“Podemos hacer el experimento: levanten la mano todos los que conozcan a alguien quien haya sido secuestrado”, dije al vuelo, sin esperar respuesta, como parte de la charla sobre mi novela Indio borrado que me invitaron a tener con los alumnos del ITESM, Campus Guadalajara, el pasado lunes.

Pero la respuesta vino.

Yo estudié en el Tec de Monterrey, ingeniería física, porque cuando era niño me convencieron que era la mejor universidad de habla hispana en el mundo. Eventualmente, claro, por ahí del quinto semestre, me di cuenta de lo obvio: el Tec no era una universidad, era un instituto tecnológico y de estudios superiores. Sin importar el esfuerzo de la gente de Difusión Cultural o de los profesores de los “cursos sello” (esos que pretendían inducir una cultura específica en el egresado y que, buena parte, eran impartidos por el Departamento de Humanidades), la estructura académica del Tec era lo que su nombre indicaba: un tecnológico –y privado- no una universidad.

De ahí partían muchos de los sentimientos encontrados que padecíamos buena parte de los alumnos: en particular los becados y con mayor ahínco los que no estábamos en carreras tecnológicas o administrativas sino en ciencias y humanidades. Queríamos una universidad con todas sus letras, con todo su universo.

Ahora, me parece, lo están logrando. Y de una forma un tanto fuera de serie para los tiempos que corren: todo alumno, me dicen, tiene que leer antes de graduarse cien libros de literatura. No importa si estudian ingeniería civil, mecatrónica o comercio internacional, tienen que leer cien libros de literatura. Y no importa si los profesores dan la asignatura de cálculo diferencial, microeconomía o contabilidad, tienen que incluir en su programa un libro de literatura.

¿A quién se le ocurrió la idea?: No sé, pero me encanta. Puede que me guste porque era lo mismo que hacía yo cuando daba clases en el instituto (ecuaciones diferenciales, filosofía de la ciencia, desarrollo sostenible…) Sólo que yo lo hacía sin decírselo a nadie, por “puntos extras” y por puro gusto por la literatura. Es decir, no había ni un programa establecido ni creía que pudiera servir para gran cosa más allá de despertarle el interés por la lectura a un par de estudiantes cada semestre.

Pero lo que vi y escuché este lunes de parte de los estudiantes me hizo cambiar de opinión: leer literatura no sólo es un gustito, es una forma compleja de aproximarnos a entender el mundo.

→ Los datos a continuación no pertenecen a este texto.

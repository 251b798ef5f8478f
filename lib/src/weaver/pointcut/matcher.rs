use super::{AnnotationArg, ArgTest, IfTest, Pointcut, TypeTest};
use crate::jvm::class_graph::{narrowing, Assignable, ClassGraph, ClassId, JavaLibrary, Narrowing};
use crate::jvm::{ClassAccessFlags, FieldType, RefType};
use crate::weaver::residue::{Expr, Slot, Test, Var};
use crate::weaver::shadow::{Shadow, ShadowKind, ShadowShape, ShadowSignature};
use crate::weaver::syntax::AnnotationDesignator;
use crate::weaver::{Error, ExposedState, MatchValue};

/// Match outcome along with the residual test deciding a `Maybe`
///
/// The test is `Literal(true)` for `Yes` and `Literal(false)` for `No`.
pub(crate) type Matched<'g> = (MatchValue, Test<'g>);

fn decided<'g>(value: bool) -> Matched<'g> {
    (MatchValue::from_bool(value), Test::Literal(value))
}

fn maybe(test: Test<'_>) -> Matched<'_> {
    (MatchValue::Maybe, test)
}

/// Conjunction of two outcomes, without adding `true` conjuncts to the test
fn conjoin<'g>((left, left_test): Matched<'g>, (right, right_test): Matched<'g>) -> Matched<'g> {
    match (left, right) {
        (MatchValue::No, _) | (_, MatchValue::No) => decided(false),
        (MatchValue::Yes, _) => (right, right_test),
        (_, MatchValue::Yes) => (left, left_test),
        _ => maybe(Test::and(left_test, right_test)),
    }
}

fn disjoin<'g>((left, left_test): Matched<'g>, (right, right_test): Matched<'g>) -> Matched<'g> {
    match (left, right) {
        (MatchValue::Yes, _) | (_, MatchValue::Yes) => decided(true),
        (MatchValue::No, _) => (right, right_test),
        (_, MatchValue::No) => (left, left_test),
        _ => maybe(Test::or(left_test, right_test)),
    }
}

impl<'g> Pointcut<'g> {
    /// Quick check using only the kind and the types around a shadow
    ///
    /// `Never` means no shadow of this shape can match, so full matching can be skipped. Anything
    /// this can't decide from the shape alone is `Maybe`.
    pub fn fast_match(&self, shape: &ShadowShape<'_, 'g>) -> MatchValue {
        match self {
            Pointcut::Kinded { kind, .. } if *kind != shape.kind => MatchValue::Never,
            Pointcut::Kinded { .. } => MatchValue::Maybe,
            Pointcut::Handler(pattern) => {
                if shape.kind != ShadowKind::ExceptionHandler {
                    MatchValue::Never
                } else {
                    yes_or_never(pattern.matches(Some(&FieldType::object(shape.declaring_type))))
                }
            }
            Pointcut::StaticInitialization(pattern) => {
                if shape.kind != ShadowKind::StaticInitialization {
                    MatchValue::Never
                } else {
                    yes_or_never(pattern.matches(Some(&FieldType::object(shape.declaring_type))))
                }
            }
            Pointcut::Within(pattern) => {
                yes_or_never(pattern.matches(Some(&FieldType::object(shape.enclosing_class))))
            }
            Pointcut::Target(test) => match (shape.target_type, test) {
                (None, _) => MatchValue::Never,
                (Some(_), TypeTest::Any) => MatchValue::Yes,
                (Some(target), TypeTest::Type(typ) | TypeTest::Bind { typ, .. }) => match typ {
                    FieldType::Base(_) => MatchValue::Never,
                    FieldType::Ref(expected) => match narrowing(target, expected) {
                        Narrowing::Always => MatchValue::Yes,
                        Narrowing::Possible => MatchValue::Maybe,
                        Narrowing::Impossible => MatchValue::Never,
                    },
                },
            },
            Pointcut::If(IfTest::Constant(value)) => MatchValue::from_bool(*value),
            Pointcut::And(left, right) => left.fast_match(shape).and(right.fast_match(shape)),
            Pointcut::Or(left, right) => left.fast_match(shape).or(right.fast_match(shape)),
            Pointcut::Not(inner) => inner.fast_match(shape).negate(),
            _ => MatchValue::Maybe,
        }
    }

    /// Match a shadow, binding formals into `state` and building the residual test
    ///
    /// Never returns `Never`. Errors only signal an inconsistency between resolution and matching.
    pub fn match_shadow(
        &self,
        shadow: &Shadow<'g>,
        state: &mut ExposedState<'g>,
        class_graph: &ClassGraph<'g>,
        java: &JavaLibrary<'g>,
    ) -> Result<(MatchValue, Test<'g>), Error> {
        if !self.kinds().has(shadow.kind) {
            return Ok(decided(false));
        }
        let matcher = ShadowMatcher {
            shadow,
            class_graph,
            java,
        };
        matcher.matches(self, state)
    }
}

/// Can a value be passed where `expected` is wanted?
///
/// Primitive values match their boxed types and boxed values match their primitives (the value
/// is converted when the advice gets called). What can't be decided statically becomes an
/// `instanceof` test.
pub(crate) fn type_check<'g>(
    java: &JavaLibrary<'g>,
    var: Var<'g>,
    expected: FieldType<ClassId<'g>>,
) -> Matched<'g> {
    let instance_of = |found: &RefType<ClassId<'g>>, expected: RefType<ClassId<'g>>| {
        match narrowing(found, &expected) {
            Narrowing::Always => decided(true),
            Narrowing::Impossible => decided(false),
            Narrowing::Possible => maybe(Test::InstanceOf {
                value: Expr::Var(var),
                typ: expected,
            }),
        }
    };
    match (var.typ, expected) {
        (FieldType::Base(found), FieldType::Base(expected)) => decided(found == expected),
        (FieldType::Ref(found), FieldType::Base(expected)) => {
            instance_of(&found, RefType::Object(java.boxed(expected)))
        }
        (FieldType::Base(found), FieldType::Ref(expected)) => {
            let boxed = RefType::Object(java.boxed(found));
            decided(boxed.is_assignable(&expected) == Some(true))
        }
        (FieldType::Ref(found), FieldType::Ref(expected)) => instance_of(&found, expected),
    }
}

fn yes_or_never(value: bool) -> MatchValue {
    if value {
        MatchValue::Yes
    } else {
        MatchValue::Never
    }
}

struct ShadowMatcher<'a, 'g> {
    shadow: &'a Shadow<'g>,
    class_graph: &'a ClassGraph<'g>,
    java: &'a JavaLibrary<'g>,
}

impl<'a, 'g> ShadowMatcher<'a, 'g> {
    fn matches(
        &self,
        pointcut: &Pointcut<'g>,
        state: &mut ExposedState<'g>,
    ) -> Result<Matched<'g>, Error> {
        let shadow = self.shadow;
        let enclosing_class = FieldType::object(shadow.enclosing_class);
        Ok(match pointcut {
            Pointcut::Kinded { kind, signature } => {
                decided(shadow.kind == *kind && signature.matches(&shadow.signature))
            }
            Pointcut::Handler(pattern) => decided(
                shadow.kind == ShadowKind::ExceptionHandler
                    && pattern.matches(Some(&FieldType::object(shadow.signature.declaring_type))),
            ),
            Pointcut::StaticInitialization(pattern) => decided(
                shadow.kind == ShadowKind::StaticInitialization
                    && pattern.matches(Some(&FieldType::object(shadow.signature.declaring_type))),
            ),
            Pointcut::Within(pattern) => decided(pattern.matches(Some(&enclosing_class))),
            Pointcut::WithinCode(signature) => decided(match shadow.enclosing_method {
                Some(method) => {
                    signature.matches(&ShadowSignature::of_method(method, self.class_graph))
                }
                None => false,
            }),
            Pointcut::This(test) => match shadow.this_type {
                Some(this_type) => {
                    self.check_reference(RefType::Object(this_type), Slot::This, test, state)?
                }
                None => decided(false),
            },
            Pointcut::Target(test) => match shadow.target_type {
                Some(target_type) => {
                    self.check_reference(target_type, Slot::Target, test, state)?
                }
                None => decided(false),
            },
            Pointcut::Args(tests) => {
                let aligned = align(tests, &shadow.arg_types, |test| match test {
                    ArgTest::Ellipsis => None,
                    ArgTest::Test(test) => Some(test),
                });
                match aligned {
                    None => decided(false),
                    Some(aligned) => {
                        let mut matched = decided(true);
                        for (idx, test) in aligned {
                            let arg = self.check(shadow.arg_types[idx], Slot::Arg(idx), test, state)?;
                            matched = conjoin(matched, arg);
                            if matched.0 == MatchValue::No {
                                break;
                            }
                        }
                        matched
                    }
                }
            }
            Pointcut::Annotation {
                designator,
                annotation,
            } => self.annotation(*designator, *annotation),
            Pointcut::AnnotationArgs(args) => {
                let aligned = align(args, &shadow.arg_types, |arg| match arg {
                    AnnotationArg::Ellipsis => None,
                    _ => Some(arg),
                });
                match aligned {
                    None => decided(false),
                    Some(aligned) => {
                        let mut matched = decided(true);
                        for (idx, arg) in aligned {
                            if let AnnotationArg::Annotation(annotation) = arg {
                                let value = Var {
                                    slot: Slot::Arg(idx),
                                    typ: shadow.arg_types[idx],
                                };
                                let arg = self.runtime_annotation(value, *annotation);
                                matched = conjoin(matched, arg);
                            }
                        }
                        matched
                    }
                }
            }
            Pointcut::Cflow { counter, .. } => maybe(Test::Expr(Expr::Call {
                method: self.java.cflow_counter.is_valid,
                receiver: Some(Box::new(Expr::FieldGet {
                    field: *counter,
                    receiver: None,
                })),
                args: vec![],
            })),
            Pointcut::If(IfTest::Constant(value)) => decided(*value),
            Pointcut::If(IfTest::Call { method, formals }) => {
                let mut args = vec![];
                for formal in formals {
                    let bound = state.get(*formal).cloned().ok_or_else(|| {
                        Error::Internal(format!(
                            "formal {} of {:?} is not bound at {}",
                            formal, method, shadow
                        ))
                    })?;
                    args.push(bound);
                }
                maybe(Test::Expr(Expr::Call {
                    method: *method,
                    receiver: None,
                    args,
                }))
            }
            Pointcut::And(left, right) => {
                let left = self.matches(left, state)?;
                if left.0 == MatchValue::No {
                    return Ok(left);
                }
                conjoin(left, self.matches(right, state)?)
            }
            Pointcut::Or(left, right) => {
                let left = self.matches(left, state)?;
                if left.0 == MatchValue::Yes {
                    return Ok(left);
                }
                disjoin(left, self.matches(right, state)?)
            }
            Pointcut::Not(inner) => match self.matches(inner, state)? {
                (MatchValue::Maybe, test) => maybe(Test::not(test)),
                (value, _) => decided(value.negate() == MatchValue::Yes),
            },
        })
    }

    /// `this` and `target` are never primitive
    fn check_reference(
        &self,
        static_type: RefType<ClassId<'g>>,
        slot: Slot,
        test: &TypeTest<'g>,
        state: &mut ExposedState<'g>,
    ) -> Result<Matched<'g>, Error> {
        match test {
            TypeTest::Type(FieldType::Base(_)) | TypeTest::Bind { typ: FieldType::Base(_), .. } => {
                Ok(decided(false))
            }
            _ => self.check(FieldType::Ref(static_type), slot, test, state),
        }
    }

    /// Test the value in a slot against a type, binding it if the test says so
    fn check(
        &self,
        static_type: FieldType<ClassId<'g>>,
        slot: Slot,
        test: &TypeTest<'g>,
        state: &mut ExposedState<'g>,
    ) -> Result<Matched<'g>, Error> {
        let var = Var {
            slot,
            typ: static_type,
        };
        let (expected, formal) = match test {
            TypeTest::Any => return Ok(decided(true)),
            TypeTest::Type(typ) => (*typ, None),
            TypeTest::Bind { formal, typ } => (*typ, Some(*formal)),
        };

        let matched = type_check(self.java, var, expected);

        if let (Some(formal), true) = (formal, matched.0 != MatchValue::No) {
            state.bind(formal, Expr::Var(var))?;
        }
        Ok(matched)
    }

    fn annotation(&self, designator: AnnotationDesignator, annotation: ClassId<'g>) -> Matched<'g> {
        let shadow = self.shadow;
        let name = &annotation.name;
        match designator {
            AnnotationDesignator::Member => decided(match shadow.kind {
                ShadowKind::StaticInitialization => shadow.enclosing_class.has_annotation(name),
                ShadowKind::ExceptionHandler => false,
                _ => shadow
                    .signature
                    .annotations()
                    .map_or(false, |annotations| {
                        annotations.iter().any(|a| &a.type_name == name)
                    }),
            }),
            AnnotationDesignator::Within => decided(shadow.enclosing_class.has_annotation(name)),
            AnnotationDesignator::WithinCode => decided(
                shadow
                    .enclosing_method
                    .map_or(false, |method| method.has_annotation(name)),
            ),
            AnnotationDesignator::This => match shadow.this_type {
                Some(this_type) => self.runtime_annotation(
                    Var {
                        slot: Slot::This,
                        typ: FieldType::object(this_type),
                    },
                    annotation,
                ),
                None => decided(false),
            },
            AnnotationDesignator::Target => match shadow.target_type {
                Some(target_type) => self.runtime_annotation(
                    Var {
                        slot: Slot::Target,
                        typ: FieldType::Ref(target_type),
                    },
                    annotation,
                ),
                None => decided(false),
            },
        }
    }

    /// Is the annotation on the runtime class of a value?
    ///
    /// Only decidable statically when the static type is a final class.
    fn runtime_annotation(&self, value: Var<'g>, annotation: ClassId<'g>) -> Matched<'g> {
        match value.typ {
            FieldType::Ref(RefType::Object(class)) => {
                if class.access_flags.contains(ClassAccessFlags::FINAL) {
                    decided(class.has_annotation(&annotation.name))
                } else {
                    maybe(Test::HasAnnotation {
                        value: Expr::Var(value),
                        annotation,
                    })
                }
            }
            _ => decided(false),
        }
    }
}
impl Code {
    /// Empty method body
    pub fn new(max_locals: u16) -> Code {
        Code {
            max_locals,
            items: vec![],
            exception_table: vec![],
            labels: SynLabelGenerator::new(),
        }
    }

    pub fn fresh_label(&mut self) -> SynLabel {
        self.labels.fresh_label()
    }

    /// Reserve a new local variable of the given width (in slots)
    pub fn fresh_local(&mut self, width: usize) -> Result<u16, Error> {
        let idx = self.max_locals;
        let next = idx as usize + width;
        self.max_locals = u16::try_from(next)
            .map_err(|_| Error::MethodCodeMaxLocalsOverflow(Offset(next)))?;
        Ok(idx)
    }

    /// Index in `items` of every label
    pub fn label_positions(&self) -> Result<HashMap<SynLabel, usize>, Error> {
        let mut positions = HashMap::new();
        for (idx, item) in self.items.iter().enumerate() {
            if let CodeItem::Label(lbl) = item {
                if positions.insert(*lbl, idx).is_some() {
                    return Err(Error::DuplicateLabel(*lbl));
                }
            }
        }
        Ok(positions)
    }

    /// Source line in effect at the item with the given index
    pub fn line_number_at(&self, index: usize) -> Option<u16> {
        self.items[..index.min(self.items.len())]
            .iter()
            .rev()
            .find_map(|item| match item {
                CodeItem::LineNumber(line) => Some(*line),
                _ => None,
            })
    }

    /// Decode a `Code` attribute
    ///
    /// Labels are introduced at every branch target, at every exception handler boundary, and
    /// at the end of the code (if something refers to it). `LineNumberTable` entries become
    /// [`CodeItem::LineNumber`] items. Other attributes of the code are dropped.
    pub fn decode(code: &class_file::Code, constants: &ConstantsPool) -> Result<Code, Error> {
        let bytes: &[u8] = &code.code_array.0;
        let mut cursor = Cursor::new(bytes);
        let mut decoded: Vec<(usize, Decoded)> = vec![];
        while (cursor.position() as usize) < bytes.len() {
            let offset = cursor.position() as usize;
            decoded.push((offset, decode_instruction(&mut cursor, offset)?));
        }

        let mut offsets = OffsetLabels {
            boundaries: decoded
                .iter()
                .map(|(offset, _)| *offset)
                .chain(std::iter::once(bytes.len()))
                .collect(),
            labels: HashMap::new(),
            generator: SynLabelGenerator::new(),
        };

        // Create every label before emitting items, since targets can be forward
        for (_, insn) in &decoded {
            if let Decoded::Branch(branch) = insn {
                for target in branch.jump_targets() {
                    offsets.label(*target)?;
                }
            }
        }
        let mut exception_table = vec![];
        for handler in &code.exception_table {
            let catch_type = if handler.catch_type.0 .0 == 0 {
                None
            } else {
                Some(constants.class_name(handler.catch_type)?)
            };
            exception_table.push(ExceptionHandler {
                start: offsets.label(handler.start_pc.0 as usize)?,
                end: offsets.label(handler.end_pc.0 as usize)?,
                handler: offsets.label(handler.handler_pc.0 as usize)?,
                catch_type,
            });
        }

        let mut line_numbers: BTreeMap<usize, Vec<u16>> = BTreeMap::new();
        for attribute in &code.attributes {
            if constants.utf8(attribute.name_index)? == LineNumberTable::NAME {
                let table = attribute.parse::<LineNumberTable>()?;
                for LineNumber {
                    start_pc,
                    line_number,
                } in table.0
                {
                    line_numbers
                        .entry(start_pc.0 as usize)
                        .or_default()
                        .push(line_number);
                }
            }
        }

        let mut items = vec![];
        for (offset, insn) in decoded {
            if let Some(lbl) = offsets.labels.get(&offset) {
                items.push(CodeItem::Label(*lbl));
            }
            if let Some(lines) = line_numbers.remove(&offset) {
                items.extend(lines.into_iter().map(CodeItem::LineNumber));
            }
            let item = match insn {
                Decoded::Instruction(raw) => CodeItem::Instruction(raw.map(
                    |class| constants.class_ref(*class),
                    |constant| constants.loadable(*constant),
                    |field| constants.field_ref(*field),
                    |method| constants.method_ref(*method),
                )?),
                Decoded::Branch(branch) => {
                    CodeItem::Branch(branch.map_labels(|target| offsets.label(*target))?)
                }
            };
            items.push(item);
        }
        if let Some(lbl) = offsets.labels.get(&bytes.len()) {
            items.push(CodeItem::Label(*lbl));
        }
        if !line_numbers.is_empty() {
            log::debug!("Dropping line numbers not on instruction boundaries");
        }

        Ok(Code {
            max_locals: code.max_locals,
            items,
            exception_table,
            labels: offsets.generator,
        })
    }

    /// Compute the maximum operand stack depth (in slots)
    ///
    /// Every path through the body is followed from the entry and from each exception handler
    /// (where the stack holds just the exception). Paths must agree on the depth wherever they
    /// meet, and no path may fall off the end of the code.
    pub fn max_stack(&self) -> Result<usize, Error> {
        let positions = self.label_positions()?;
        let position_of = |lbl: &SynLabel| -> Result<usize, Error> {
            positions.get(lbl).copied().ok_or(Error::UndefinedLabel(*lbl))
        };

        let mut depths: Vec<Option<usize>> = vec![None; self.items.len()];
        let mut worklist: Vec<(usize, usize)> = vec![(0, 0)];
        for handler in &self.exception_table {
            position_of(&handler.start)?;
            position_of(&handler.end)?;
            worklist.push((position_of(&handler.handler)?, 1));
        }

        let mut max_depth = 0;
        while let Some((start, mut depth)) = worklist.pop() {
            let mut idx = start;
            loop {
                let item = match self.items.get(idx) {
                    Some(item) => item,
                    None if self.items.is_empty() => return Ok(0),
                    None => {
                        return Err(Error::MalformedClassFile(String::from(
                            "Control flow falls off the end of the code",
                        )))
                    }
                };
                match depths[idx] {
                    Some(expected) if expected == depth => break,
                    Some(expected) => {
                        return Err(Error::InconsistentStackDepth {
                            item: idx,
                            expected,
                            found: depth,
                        })
                    }
                    None => depths[idx] = Some(depth),
                }
                max_depth = max_depth.max(depth);

                match item {
                    CodeItem::Label(_) | CodeItem::LineNumber(_) => (),
                    CodeItem::Instruction(insn) => {
                        let (pops, pushes) = insn.stack_effect();
                        depth = depth.checked_sub(pops).ok_or(Error::StackUnderflow(idx))?;
                        depth += pushes;
                        max_depth = max_depth.max(depth);
                    }
                    CodeItem::Branch(branch) => {
                        depth = depth
                            .checked_sub(branch.stack_pops())
                            .ok_or(Error::StackUnderflow(idx))?;
                        for target in branch.jump_targets() {
                            worklist.push((position_of(target)?, depth));
                        }
                        if !branch.falls_through() {
                            break;
                        }
                    }
                }
                idx += 1;
            }
        }

        Ok(max_depth)
    }

    /// Encode back into a `Code` attribute, adding whatever constants are needed to the pool
    ///
    /// Jumps whose offsets don't fit in 16 bits are rewritten to use `goto_w` (conditional jumps
    /// become an inverted conditional jump over a `goto_w`). No stack map is produced.
    pub fn encode(&self, constants: &mut ConstantsPool) -> Result<class_file::Code, Error> {
        let max_stack = self.max_stack()?;
        let max_stack =
            u16::try_from(max_stack).map_err(|_| Error::MethodCodeMaxStackOverflow(Offset(max_stack)))?;
        let positions = self.label_positions()?;
        for lbl in self.exception_table.iter().flat_map(|h| [h.start, h.end, h.handler]) {
            if !positions.contains_key(&lbl) {
                return Err(Error::UndefinedLabel(lbl));
            }
        }

        // Interning happens first since the width of `ldc` depends on the constant index
        let mut encodable: Vec<Encodable> = Vec::with_capacity(self.items.len());
        let pool = RefCell::new(&mut *constants);
        for item in &self.items {
            encodable.push(match item {
                CodeItem::Instruction(insn) => Encodable::Instruction(insn.map(
                    |class| pool.borrow_mut().intern_class_ref(class),
                    |constant| pool.borrow_mut().intern_constant(constant),
                    |field| pool.borrow_mut().intern_field_ref(field),
                    |method| pool.borrow_mut().intern_method_ref(method),
                )?),
                CodeItem::Branch(branch) => {
                    for target in branch.jump_targets() {
                        if !positions.contains_key(target) {
                            return Err(Error::UndefinedLabel(*target));
                        }
                    }
                    Encodable::Branch(branch)
                }
                CodeItem::Label(_) | CodeItem::LineNumber(_) => Encodable::Marker,
            });
        }
        drop(pool);

        // Widen jumps until all of the narrow ones are in range. This terminates since jumps only
        // ever go from narrow to wide.
        let mut wide = vec![false; encodable.len()];
        let offsets = loop {
            let offsets = layout(&encodable, &wide);
            let mut changed = false;
            for (idx, item) in encodable.iter().enumerate() {
                if let Encodable::Branch(branch) = item {
                    let is_short_jump = matches!(
                        branch,
                        BranchInstruction::Goto(_)
                            | BranchInstruction::If(..)
                            | BranchInstruction::IfICmp(..)
                            | BranchInstruction::IfACmp(..)
                            | BranchInstruction::IfNull(..)
                    );
                    if is_short_jump && !wide[idx] {
                        let target = offsets[positions[branch.jump_targets()[0]]];
                        let jump = target as isize - offsets[idx] as isize;
                        if i16::try_from(jump).is_err() {
                            wide[idx] = true;
                            changed = true;
                        }
                    }
                }
            }
            if !changed {
                break offsets;
            }
        };
        let code_length = offsets[encodable.len()];
        if code_length > u16::MAX as usize {
            return Err(Error::MethodCodeOverflow(Offset(code_length)));
        }
        let label_offset = |lbl: &SynLabel| offsets[positions[lbl]];

        let mut bytes: Vec<u8> = Vec::with_capacity(code_length);
        let mut line_numbers = vec![];
        for (idx, item) in encodable.iter().enumerate() {
            match item {
                Encodable::Instruction(raw) => raw.serialize(&mut bytes)?,
                Encodable::Branch(branch) => {
                    write_branch(&mut bytes, branch, offsets[idx], wide[idx], label_offset)?
                }
                Encodable::Marker => {
                    if let CodeItem::LineNumber(line_number) = self.items[idx] {
                        line_numbers.push(LineNumber {
                            start_pc: BytecodeIndex(offsets[idx] as u16),
                            line_number,
                        });
                    }
                }
            }
            debug_assert_eq!(bytes.len(), offsets[idx + 1], "width mismatch at {}", idx);
        }

        let mut exception_table = vec![];
        for handler in &self.exception_table {
            let catch_type = match &handler.catch_type {
                None => ClassConstantIndex(ConstantIndex(0)),
                Some(name) => constants.intern_class_ref(&RefType::Object(name.clone()))?,
            };
            exception_table.push(class_file::ExceptionHandler {
                start_pc: BytecodeIndex(label_offset(&handler.start) as u16),
                end_pc: BytecodeIndex(label_offset(&handler.end) as u16),
                handler_pc: BytecodeIndex(label_offset(&handler.handler) as u16),
                catch_type,
            });
        }

        let mut attributes: Vec<Attribute> = vec![];
        if !line_numbers.is_empty() {
            attributes.push(constants.get_attribute(LineNumberTable(line_numbers))?);
        }

        Ok(class_file::Code {
            max_stack,
            max_locals: self.max_locals,
            code_array: BytecodeArray(bytes),
            exception_table,
            attributes,
        })
    }
}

Y leer cien libros de literatura en cuatro años y medio (cuatro veces más que el promedio nacional según la Encuesta Nacional de Lectura, el doble que España y, aproximadamente, lo mismo o un poco más de lo que se lee en cualquier país de Primer Mundo salvo Finlandia o Islandia) ensancha el horizonte de los estudiantes, su sentido crítico y su capacidad para enfrentar y resolver problemas. Más aún si los estudiantes pueden dialogar después con los autores, pues entonces el texto deja de ser “letra muerta” o “verdad absoluta”: el estudiante cuestiona y rebate al autor, lo reta, se convierte en autor del diálogo.

(Nota para el lector distraído: no, el Tec no paga a los autores por ir a hablar con los alumnos; incluso, las pláticas pueden ser vía electrónica, de modo que casi cualquier universidad puede emular el programa).

Así, dado que mi novela sucede en medio de la guerra del narco, pronto la plática dejó de versar sobre literatura para volverse una lluvia de ideas, de argumentos y contrargumentos, de propuestas sobre qué pueden hacer ellos, sobre qué podemos hacer todos para mejorar nuestras condiciones de vida en este país en guerra, para que por fin haya paz y vayamos fomentando la integración social, llevando a cabo nuestros procesos de duelo y de justicia, las labores de conciliación y verdad.

Cierto es que los estudiantes del Tec suelen ser personas sagaces e inquisitivas, porque eso se les exige en la mayoría de las clases, pero después de dar clases en el instituto (con algunas interrupciones) por más de diez años, creo que sí puedo decir que ahora me parecieron más sagaces, propositivos e inquisitivos que nunca. Y esto, muy probablemente, se debe a este programa de “Pasión por la lectura” que los ha llevado a leer libros ajenos a su carrera, libros de literatura. En otras universidades, como la UPAEP, algunos profesores han bregado por consolidar programas similares. Ojalá se extendiera a todas pues eso, el conocimiento amplio, diverso, es precisamente lo que convierte a un instituto de enseñanza superior en universidad.

Y vino la respuesta: cerca de ochenta alumnos de cien levantaron la mano, todos ellos conocen a alguien a quien hayan secuestrado.